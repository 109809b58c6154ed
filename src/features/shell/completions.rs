//! Shell completions generation.
//!
//! Generates shell completion scripts for bash, zsh, fish, elvish and
//! PowerShell.

use clap::CommandFactory;
use clap_complete::Shell;

use crate::cli::args::Cli;
use crate::error::PomodoroError;

/// Binary name completions are generated for.
const BIN_NAME: &str = "pomodoro";

/// Generate shell completions for the specified shell.
///
/// # Errors
///
/// Returns an error if the generated script is not valid UTF-8.
pub fn generate_completions(shell: Shell) -> Result<String, PomodoroError> {
    let mut cmd = Cli::command();
    let mut buf = Vec::new();
    clap_complete::generate(shell, &mut cmd, BIN_NAME, &mut buf);
    String::from_utf8(buf).map_err(|e| PomodoroError::Parse(format!("UTF-8 error: {e}")))
}

/// Get installation instructions for shell completions.
#[must_use]
pub fn completion_install_instructions(shell: Shell) -> String {
    match shell {
        Shell::Bash => r"# Add to ~/.bashrc or ~/.bash_profile:
source <(pomodoro completions bash)
"
        .to_string(),

        Shell::Zsh => r"# Save to your fpath:
pomodoro completions zsh > ~/.zsh/completions/_pomodoro
# Then add to ~/.zshrc:
fpath=(~/.zsh/completions $fpath)
autoload -Uz compinit && compinit
"
        .to_string(),

        Shell::Fish => r"# Save to fish completions directory:
pomodoro completions fish > ~/.config/fish/completions/pomodoro.fish
"
        .to_string(),

        Shell::PowerShell => r"# Add to your PowerShell profile ($PROFILE):
pomodoro completions powershell | Out-String | Invoke-Expression
"
        .to_string(),

        Shell::Elvish => r"# Save to elvish completions directory:
pomodoro completions elvish > ~/.elvish/lib/pomodoro.elv
# Then add to ~/.elvish/rc.elv:
use pomodoro
"
        .to_string(),

        _ => "Unknown shell".to_string(),
    }
}
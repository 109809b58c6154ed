//! Status command implementation.

use crate::cli::args::OutputFormat;
use crate::error::PomodoroError;
use crate::features::focus::{ConfigStore, StatusReport};
use crate::output::format_status;

/// Show the stored settings and where the cycle stands.
///
/// # Errors
///
/// Returns an error if output formatting fails.
pub fn status(store: &ConfigStore, format: OutputFormat) -> Result<String, PomodoroError> {
    let report = StatusReport::from_store(store);
    format_status(&report, format)
}

#[cfg(test)]
mod tests {
    use super::*;
    use crate::features::focus::RawSettingsInput;
    use crate::storage::MemoryStore;
    use std::rc::Rc;

    #[test]
    fn test_status_json() {
        let store = ConfigStore::new(Rc::new(MemoryStore::new()));
        store.save(&RawSettingsInput::new("30", "5", "20", "2"));
        store.save_session_count(1);

        let output = status(&store, OutputFormat::Json).unwrap();
        let value: serde_json::Value = serde_json::from_str(&output).unwrap();

        assert_eq!(value["configuration"]["work"], 1800);
        assert_eq!(value["completedWorkSessions"], 1);
        assert_eq!(value["nextBreak"], "longBreak");
    }

    #[test]
    fn test_status_pretty_fresh_store() {
        let store = ConfigStore::new(Rc::new(MemoryStore::new()));

        let output = status(&store, OutputFormat::Pretty).unwrap();

        assert!(output.contains("25 minutes"));
        assert!(output.contains("session 1 of 4"));
    }
}
use std::fs::OpenOptions;
use std::sync::Mutex;

use anyhow::{Context, Result};
use clap::Parser;
use colored::Colorize;
use tracing::debug;
use tracing_subscriber::{fmt, prelude::*, EnvFilter};

use pomodoro::cli::args::{Cli, Commands};
use pomodoro::cli::commands;
use pomodoro::config::{Config, Paths};

fn main() {
    let cli = Cli::parse();
    if let Err(e) = run(cli) {
        eprintln!("{}: {:#}", "error".red().bold(), e);
        std::process::exit(1);
    }
}

fn run(cli: Cli) -> Result<()> {
    let paths = match &cli.data_dir {
        Some(dir) => Paths::with_root(dir.clone()),
        None => Paths::new()?,
    };
    let command = cli.command_or_default();
    let format = cli.output;

    let interactive = matches!(command, Commands::Run(_));
    setup_logging(cli.verbose, interactive.then_some(&paths))?;
    debug!(root = %paths.root.display(), ?command, "Starting pomodoro");

    let output = match command {
        Commands::Run(args) => {
            let settings = Config::load_from_path(&paths.config_file)?;
            let store = commands::open_store(&paths)?;
            pomodoro::tui::run(store, &settings, &paths, args.phase)
                .context("interactive timer failed")?;
            String::new()
        }
        Commands::Status => commands::status(&commands::open_store(&paths)?, format)?,
        Commands::Config(args) => {
            commands::config(&commands::open_store(&paths)?, args.command, format)?
        }
        Commands::Completions { shell, install } => commands::completions(shell, install)?,
    };

    if !output.is_empty() {
        println!("{output}");
    }
    Ok(())
}

/// Install the tracing subscriber.
///
/// Line commands log warnings to stderr. The interactive timer owns the
/// terminal, so it logs to a file under the data directory instead.
fn setup_logging(verbose: bool, log_to_file: Option<&Paths>) -> Result<()> {
    let default = match (verbose, log_to_file.is_some()) {
        (true, _) => "pomodoro=debug",
        (false, true) => "pomodoro=info",
        (false, false) => "pomodoro=warn",
    };
    let filter = EnvFilter::try_from_default_env().unwrap_or_else(|_| EnvFilter::new(default));

    match log_to_file {
        Some(paths) => {
            paths.ensure_dirs()?;
            let file = OpenOptions::new()
                .create(true)
                .append(true)
                .open(&paths.log_file)
                .with_context(|| format!("cannot open log file {}", paths.log_file.display()))?;
            tracing_subscriber::registry()
                .with(fmt::layer().with_writer(Mutex::new(file)).with_ansi(false))
                .with(filter)
                .init();
        }
        None => {
            tracing_subscriber::registry()
                .with(
                    fmt::layer()
                        .with_writer(std::io::stderr)
                        .with_target(false)
                        .without_time(),
                )
                .with(filter)
                .init();
        }
    }

    Ok(())
}
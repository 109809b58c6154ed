//! Audible phase-completion cues.
//!
//! - Sound clip playback through a system player
//! - Synthesized sine tone fallback
//! - Silent operation when sound is disabled or unavailable

pub mod player;
pub mod tone;

pub use player::{Chime, ChimePlayer, ChimeSource, ClipSource, SilentChime, ToneSource};

#[cfg(test)]
pub use player::MockChime;
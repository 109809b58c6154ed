//! Cycle status reports.
//!
//! A point-in-time summary of the stored settings and session counter, used
//! by `pomodoro status`.

use serde::{Deserialize, Serialize};

use super::engine::sessions_until_long_break;
use super::phase::Phase;
use super::settings::Configuration;
use super::store::ConfigStore;

/// Stored settings plus where the work/break cycle currently stands.
#[derive(Debug, Clone, PartialEq, Eq, Serialize, Deserialize)]
#[serde(rename_all = "camelCase")]
pub struct StatusReport {
    /// Active timer settings
    pub configuration: Configuration,
    /// Completed work sessions
    pub completed_work_sessions: u64,
    /// Position of the next work session within the cycle (1-based)
    pub cycle_position: u32,
    /// Work sessions left until the next long break
    pub sessions_until_long_break: u32,
    /// Break that follows the next completed work session
    pub next_break: Phase,
}

impl StatusReport {
    /// Build a report from raw values.
    #[must_use]
    pub fn new(configuration: Configuration, completed_work_sessions: u64) -> Self {
        let until = sessions_until_long_break(
            completed_work_sessions,
            configuration.sessions_before_long,
        );
        let cycle = configuration.sessions_before_long.max(1);

        Self {
            configuration,
            completed_work_sessions,
            cycle_position: cycle - until + 1,
            sessions_until_long_break: until,
            next_break: if until == 1 {
                Phase::LongBreak
            } else {
                Phase::ShortBreak
            },
        }
    }

    /// Build a report from what the store currently holds.
    #[must_use]
    pub fn from_store(store: &ConfigStore) -> Self {
        Self::new(store.load(), store.load_session_count())
    }
}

Work item:
Your answer must consist of every line in the listing that contains "focus".

Written response:
use crate::features::focus::{ConfigStore, StatusReport};
    use crate::features::focus::RawSettingsInput;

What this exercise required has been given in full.